JR東日本が取り組むIoT、ビッグデータ、人工知能--「モビリティ革命」で目指すもの - (page 4)

日沼諭史 別井貴志 (編集部)2017年01月16日 10時00分

新しいことをやる企業だと思われることが、なによりも大きなリターン

――「メンテナンス」についてはどのような形でIoTやAIを活かしていくことになるでしょうか。

 鉄道は土木構造物から車両、電気設備、駅の改札設備など、幅広いものをメンテナンスしていて、それがきちんと動くようにするのが大前提です。そのために大量のコストと人手をかけてメンテナンスしていますが、労働者人口が減っている中で、いつまでも同じやり方はできません。そこでセンシングというわけです。

 今までは人が見に行ったり、あるいは特別な検査車両を走らせたりしていますが、そうなると頻度は限られます。しかし、センサによるセンシングや、大量のデータ処理ができるようになりました。すでに一部で実施していますが、営業列車に検査装置を付けることによって線路の状態や架線の状態を毎日調べることができるようになっています。

 車両も、車両基地で人が点検する方法でしたが、それもセンシングでリアルタイムにチェックできます。

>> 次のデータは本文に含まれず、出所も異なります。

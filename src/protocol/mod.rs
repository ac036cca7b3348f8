//! Bus message types and topic handling
//!
//! This module implements the event envelope exchanged between agents and
//! the topic naming rules shared by every transport.

pub mod messages;
pub mod topics;

pub use messages::*;
pub use topics::*;
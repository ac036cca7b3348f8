//! Impure I/O for the MQTT transport
//!
//! This module owns the rumqttc client and event loop, the reconnection
//! supervisor task and the table of inbound subscription channels.

use super::connection::{configure_mqtt_options, status_payload, ReconnectConfig, TopicMapper};
use super::supervision::{self, BrokerSignal, ReconnectStep};
use super::message_handler::{EventRoute, MessageHandler};
use crate::config::BusSection;
use crate::observability::metrics::metrics;
use crate::protocol::{canonicalize_topic, validate_publish_topic, validate_topic_filter};
use crate::transport::{
    ConnectionState, DeliveryHandle, Inbound, InboundMessage, Transport, TransportError,
    INBOUND_CHANNEL_CAPACITY,
};
use async_trait::async_trait;
use rumqttc::v5::{mqttbytes::QoS, AsyncClient, EventLoop};
use std::collections::HashMap;
use std::sync::Arc;
use std::time::Duration;
use tokio::sync::{mpsc, watch, Mutex};
use tokio::task::JoinHandle;
use tracing::{debug, error, info, warn};

type SharedClient = Arc<Mutex<Option<AsyncClient>>>;
type SubscriptionMap = Arc<Mutex<HashMap<String, mpsc::Sender<InboundMessage>>>>;

/// Broker transport over MQTT v5
pub struct MqttTransport {
    agent_name: String,
    config: BusSection,
    mapper: TopicMapper,
    reconnect_config: ReconnectConfig,
    client: SharedClient,
    subscriptions: SubscriptionMap,
    state_tx: Arc<watch::Sender<ConnectionState>>,
    state_rx: watch::Receiver<ConnectionState>,
    shutdown_tx: watch::Sender<bool>,
    supervisor: Mutex<Option<JoinHandle<()>>>,
}

impl MqttTransport {
    pub fn new(agent_name: &str, config: BusSection) -> Result<Self, TransportError> {
        Self::with_reconnect_config(agent_name, config, ReconnectConfig::default())
    }

    pub fn with_reconnect_config(
        agent_name: &str,
        config: BusSection,
        reconnect_config: ReconnectConfig,
    ) -> Result<Self, TransportError> {
        // Fail fast on a bad URL instead of at connect time
        configure_mqtt_options(agent_name, &config)?;
        supervision::check_policy(&reconnect_config)
            .map_err(TransportError::ConnectionFailed)?;

        let (state_tx, state_rx) =
            watch::channel(ConnectionState::Disconnected("Not connected".to_string()));
        let (shutdown_tx, _) = watch::channel(false);

        Ok(Self {
            agent_name: agent_name.to_string(),
            mapper: TopicMapper::new(&config.topic_prefix),
            config,
            reconnect_config,
            client: Arc::new(Mutex::new(None)),
            subscriptions: Arc::new(Mutex::new(HashMap::new())),
            state_tx: Arc::new(state_tx),
            state_rx,
            shutdown_tx,
            supervisor: Mutex::new(None),
        })
    }

    fn create_connection(
        agent_name: &str,
        config: &BusSection,
    ) -> Result<(AsyncClient, EventLoop), TransportError> {
        let mqtt_options = configure_mqtt_options(agent_name, config)?;
        Ok(AsyncClient::new(mqtt_options, 64))
    }

    /// Wait until the state reaches Connected, failing on disconnection
    async fn wait_for_connection_confirmation(
        mut state_rx: watch::Receiver<ConnectionState>,
        timeout: Duration,
    ) -> Result<(), TransportError> {
        let result = tokio::time::timeout(timeout, async {
            loop {
                match &*state_rx.borrow_and_update() {
                    ConnectionState::Connected => return Ok(()),
                    ConnectionState::Disconnected(reason) => {
                        return Err(TransportError::ConnectionFailed(reason.clone()));
                    }
                    ConnectionState::PermanentlyDisconnected(reason) => {
                        return Err(TransportError::ConnectionFailed(format!(
                            "Permanently disconnected: {reason}"
                        )));
                    }
                    ConnectionState::Connecting | ConnectionState::Reconnecting(_) => {}
                }
                if state_rx.changed().await.is_err() {
                    return Err(TransportError::ConnectionFailed(
                        "State channel closed".to_string(),
                    ));
                }
            }
        })
        .await;

        match result {
            Ok(outcome) => outcome,
            Err(_) => Err(TransportError::ConnectionFailed(
                "ConnAck timeout - no connection confirmation received".to_string(),
            )),
        }
    }
}
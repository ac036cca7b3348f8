//! Shared regexes and lookup tables
//!
//! Rules may name a registered regex (`regex_id`) or lookup table
//! (`lookup_id`) instead of carrying the pattern or table inline. References
//! are resolved when a ruler is compiled, so editing an entry only affects
//! templates registered afterwards.

use super::{Rule, RuleError, RulerConfig};
use regex::Regex;
use serde::{Deserialize, Serialize};
use serde_json::Value;
use std::collections::BTreeMap;
use thiserror::Error;

#[derive(Debug, Clone, Serialize, Deserialize, PartialEq)]
pub struct RegexEntry {
    pub id: String,
    #[serde(default)]
    pub title: String,
    pub pattern: String,
}

#[derive(Debug, Clone, Serialize, Deserialize, PartialEq)]
pub struct LookupRow {
    pub value: String,
    pub replace: String,
}

#[derive(Debug, Clone, Serialize, Deserialize, PartialEq)]
pub struct LookupEntry {
    pub id: String,
    #[serde(default)]
    pub title: String,
    #[serde(default)]
    pub table: Vec<LookupRow>,
}

#[derive(Debug, Clone, Error, PartialEq)]
pub enum RegistryError {
    #[error("Registry entry id cannot be empty")]
    EmptyId,
    #[error("Invalid pattern for regex '{id}': {message}")]
    InvalidPattern { id: String, message: String },
    #[error("Lookup '{id}' maps '{value}' more than once")]
    DuplicateValue { id: String, value: String },
}

#[derive(Debug, Clone, Default)]
pub struct RuleRegistry {
    regexes: BTreeMap<String, RegexEntry>,
    lookups: BTreeMap<String, LookupEntry>,
}

impl RuleRegistry {
    pub fn new() -> Self {
        Self::default()
    }

    /// Build a registry from configured entries, rejecting invalid ones
    pub fn from_entries(
        regexes: impl IntoIterator<Item = RegexEntry>,
        lookups: impl IntoIterator<Item = LookupEntry>,
    ) -> Result<Self, RegistryError> {
        let mut registry = Self::new();
        for entry in regexes {
            registry.put_regex(entry)?;
        }
        for entry in lookups {
            registry.put_lookup(entry)?;
        }
        Ok(registry)
    }

    /// Insert or replace a regex; returns the previous entry
    pub fn put_regex(&mut self, entry: RegexEntry) -> Result<Option<RegexEntry>, RegistryError> {
        if entry.id.is_empty() {
            return Err(RegistryError::EmptyId);
        }
        Regex::new(&entry.pattern).map_err(|e| RegistryError::InvalidPattern {
            id: entry.id.clone(),
            message: e.to_string(),
        })?;
        Ok(self.regexes.insert(entry.id.clone(), entry))
    }

    /// Insert or replace a lookup table; returns the previous entry
    pub fn put_lookup(&mut self, entry: LookupEntry) -> Result<Option<LookupEntry>, RegistryError> {
        if entry.id.is_empty() {
            return Err(RegistryError::EmptyId);
        }
        let mut seen = std::collections::HashSet::new();
        if let Some(row) = entry.table.iter().find(|row| !seen.insert(&row.value)) {
            return Err(RegistryError::DuplicateValue {
                id: entry.id.clone(),
                value: row.value.clone(),
            });
        }
        Ok(self.lookups.insert(entry.id.clone(), entry))
    }

    pub fn regex(&self, id: &str) -> Option<&RegexEntry> {
        self.regexes.get(id)
    }

    pub fn lookup(&self, id: &str) -> Option<&LookupEntry> {
        self.lookups.get(id)
    }

    /// Regexes sorted by id
    pub fn regexes(&self) -> Vec<RegexEntry> {
        self.regexes.values().cloned().collect()
    }

    /// Lookups sorted by id
    pub fn lookups(&self) -> Vec<LookupEntry> {
        self.lookups.values().cloned().collect()
    }

    pub fn remove_regex(&mut self, id: &str) -> Option<RegexEntry> {
        self.regexes.remove(id)
    }

    pub fn remove_lookup(&mut self, id: &str) -> Option<LookupEntry> {
        self.lookups.remove(id)
    }

    /// Replace registry references in `rule` with the registered values
    ///
    /// An inline table is merged over the registered one.
    pub fn resolve(&self, index: usize, rule: &Rule) -> Result<Rule, RuleError> {
        let name = rule.type_name();
        let mut rule = rule.clone();
        match &mut rule {
            Rule::Extract {
                regexp, regex_id, ..
            }
            | Rule::Sub {
                regexp, regex_id, ..
            } => {
                if let Some(id) = regex_id.take() {
                    let entry = self
                        .regex(&id)
                        .ok_or_else(|| unknown_reference(name, index, "regex", &id))?;
                    *regexp = entry.pattern.clone();
                }
            }
            Rule::Lookup {
                table, lookup_id, ..
            } => {
                if let Some(id) = lookup_id.take() {
                    let entry = self
                        .lookup(&id)
                        .ok_or_else(|| unknown_reference(name, index, "lookup", &id))?;
                    let inline = std::mem::take(table);
                    for row in &entry.table {
                        table.insert(row.value.clone(), Value::String(row.replace.clone()));
                    }
                    table.extend(inline);
                }
            }
            _ => {}
        }
        Ok(rule)
    }

    /// Resolve every rule of a ruler
    pub fn resolve_ruler(&self, ruler: &RulerConfig) -> Result<RulerConfig, RuleError> {
        let rules = ruler
            .rules
            .iter()
            .enumerate()
            .map(|(index, rule)| self.resolve(index, rule))
            .collect::<Result<Vec<_>, _>>()?;
        Ok(RulerConfig {
            name: ruler.name.clone(),
            rules,
        })
    }
}

fn unknown_reference(rule: &'static str, index: usize, kind: &str, id: &str) -> RuleError {
    RuleError::InvalidConfig {
        rule,
        index,
        message: format!("unknown {kind} '{id}'"),
    }
}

今までだと定期点検しかないので、過去の経験から数カ月、数年に1回の点検・交換を行ってきましたが、それまでの間は劣化が分かりません。ただし、重要部品になるほど故障は怖いので、設備点検は早め早めにやることになります。部品を取り替えた後で、まだ使えたなということももちろんあります。

 もし、それぞれの劣化状況が細かく分かれば、設備ごとに部品交換が必要かどうかも分かりますので、非常に効率的に保守できるようになりますし、その点検のために人が現場に行く必要もなくなります。故障の率も減るはずです。

――「エネルギー・環境」についてはいかがですか。

 鉄道は環境に優しい乗り物です。クルマや飛行機に比べるとエネルギー効率が高いと言われますが、ここにきていろいろな新しい技術が出てきており、その優位性は薄れつつあります。

 われわれは、発電、送配電から列車、駅、ビルといった利用まで一貫したエネルギーネットワークを持っています。エネルギーはマネージメントが大事で、スマートグリッドのように系全体で効率的に使い、そこに新しい技術として蓄電や、再生可能エネルギーを組み合わせるなど、効率的なエネルギーマネジメントができるようにしていきます。

 電車がブレーキをかけた時に発生するエネルギーを電力に変える“回生ブレーキ”も、他の場所に送電して有効に使うことができます。さらに、電車もクルマと同じように、無駄な加減速がある運転とスムーズな運転とでエネルギー消費が全然違ってきます。運転をコントロールすることによって、効率的にエネルギー消費を抑える手法を開発中で、これを活用していきたいとも考えています。

 架線のない非電化区間でも電車を走らせる技術もあります。鉄道のエネルギー消費をどんどん減らして、5%とか10%というレベルではなく、2割、3割減らすことを目標にしています。エネルギー効率の良い電車にお客さまに乗ってもらうことによって、日本全体のエネルギー消費を減らしたり、CO2排出量を減らしたりと、社会に貢献できるのではないかとも感じています。

――こうした活動への投資額は大変なことになると思います。しかし、これらを全部実現したからといって、お客さまが2倍になるわけではありません。経営側としてはそのあたりどうお考えなのでしょうか。

 例えばメンテナンスで言うと、いままで100人かかって何時間もやっていたところを、新しい仕組みにすると初期投資は1億円かかるけれど、メンテナンスは80人で短時間でできるようになるので、投資した以上の運用コストの低減効果が見込める、という計算はできます。しかしほとんどの場合、こういった具体的な効果は分からないものです。

 とはいえ、投資の見返りがはっきりしているからやります、ということだけでは、これからはやっていけないとも思います。特にIoTとAIを活用する時代は、本当に虚心坦懐に、顧客目線で何をすべきなのかを追求すること、これができるかどうかによって、企業として生き残れるかどうかも決まってくるでしょう。

 鉄道は人々にとって身近な乗り物ということで、これまでは人口の増加とともに利用者は右肩上がりでした。ですが、これからは何もしなければお客さまが減っていく時代です。こういう時代だからこそ、目に見えるサービス改善だけでなく、お客さまの期待の先を行くような取り組みも必要になってきます。いくらかかって、いくらもうかるのか、答えは「よく分かりません」としか言えない。でもやらないと、鉄道会社は尻すぼみになります。

 人が減っていくなかで鉄道のオペレーションを維持するのは大変です。体力のある今のうちに、技術を使って、試行錯誤しながら、リターンがないことも覚悟しつつ、JR東日本がいろんなことをやっていく。お客さまから見ると次から次に新しいサービスが出る、または今までできなかったことができるようになる、そういう企業だと思われることが、なによりも大きなリターンではないかと思うんですね。